8.3. Wel dient aan belanghebbende het voor de behandeling van de zaak in beroep en hoger beroep gestorte griffierecht van € 41 en € 112 te worden vergoed.
Beslissing
Het Gerechtshof:
- vernietigt de uitspraak van de rechtbank,
- vernietigt de uitspraak op bezwaar,
- vermindert de aanslag IB/PVV tot een berekend naar een belastbaar inkomen uit werk en woning van € 14.131,
- vermindert de aanslag inkomensafhankelijke bijdrage Zorgverzekeringswet tot een berekend naar een bijdrage-inkomen van € 15.201,
- veroordeelt de Inspecteur in de proceskosten aan de zijde van belanghebbende, vastgesteld op € 1.201,75 en
- gelast de Inspecteur aan belanghebbende een bedrag van € 153 aan griffierecht te vergoeden.

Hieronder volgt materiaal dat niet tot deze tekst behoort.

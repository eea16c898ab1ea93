//! AES-128-CBC as used by the AESV2 crypt filter: a random 16-byte IV is
//! prepended to the ciphertext and the plaintext carries PKCS#7 padding.

use aes::cipher::block_padding::Pkcs7;
use aes::cipher::{BlockEncryptMut, KeyIvInit};
use aes::Aes128;

type Aes128CbcEnc = cbc::Encryptor<Aes128>;

pub(crate) fn aes128_encrypt(key: &[u8], iv: &[u8; 16], data: &[u8]) -> Result<Vec<u8>, String> {
    let cipher = Aes128CbcEnc::new_from_slices(key, iv)
        .map_err(|_| format!("AES-128 key must be 16 bytes, got {}", key.len()))?;

    let mut out = Vec::with_capacity(16 + data.len() + 16);
    out.extend_from_slice(iv);
    out.extend_from_slice(&cipher.encrypt_padded_vec_mut::<Pkcs7>(data));
    Ok(out)
}

#[cfg(test)]
mod tests {
    use super::*;
    use aes::cipher::BlockDecryptMut;

    type Aes128CbcDec = cbc::Decryptor<Aes128>;

    fn decrypt(key: &[u8], data: &[u8]) -> Vec<u8> {
        let (iv, body) = data.split_at(16);
        Aes128CbcDec::new_from_slices(key, iv)
            .unwrap()
            .decrypt_padded_vec_mut::<Pkcs7>(body)
            .unwrap()
    }

    #[test]
    fn test_output_is_iv_plus_padded_blocks() {
        let key = [7u8; 16];
        let iv = [1u8; 16];
        let out = aes128_encrypt(&key, &iv, b"hello").unwrap();
        assert_eq!(&out[..16], &iv);
        assert_eq!(out.len(), 32);

        // Block-aligned input gains a full padding block.
        let aligned = aes128_encrypt(&key, &iv, &[0u8; 16]).unwrap();
        assert_eq!(aligned.len(), 48);
    }

    #[test]
    fn test_round_trip() {
        let key = [42u8; 16];
        let iv = [9u8; 16];
        let plain = b"BT /F1 12 Tf (secret) Tj ET".to_vec();
        let out = aes128_encrypt(&key, &iv, &plain).unwrap();
        assert_eq!(decrypt(&key, &out), plain);
    }

    #[test]
    fn test_rejects_short_key() {
        assert!(aes128_encrypt(&[0u8; 5], &[0u8; 16], b"x").is_err());
    }
}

Deze uitspraak is vastgesteld door mrs. Chr.Th.P.M. Zandhuis, P.J.J. Vonk en H.A.J. Kroon, in tegenwoordigheid van de griffier drs. F. van Veen. De beslissing is op 3 april 2012 in het openbaar uitgesproken.
aangetekend aan
partijen verzonden:
Zowel de belanghebbende als het daartoe bevoegde bestuursorgaan kan binnen zes weken na de verzenddatum van deze uitspraak beroep in cassatie instellen bij de Hoge Raad der Nederlanden. Daarbij moet het volgende in acht worden genomen:
1. Bij het beroepschrift wordt een kopie van deze uitspraak gevoegd.
2. Het beroepschrift wordt ondertekend en bevat ten minste:
- de naam en het adres van de indiener;
- de dagtekening;
- de vermelding van de uitspraak waartegen het beroep in cassatie is gericht;
- de gronden van het beroep in cassatie.
Het beroepschrift moet worden gezonden aan de Hoge Raad der Nederlanden (belastingkamer), Postbus 20303, 2500 EH Den Haag.
De partij die beroep in cassatie instelt is griffierecht verschuldigd en zal daarover bericht ontvangen van de griffier van de Hoge Raad. In het cassatieberoepschrift kan worden verzocht de wederpartij te veroordelen in de proceskosten.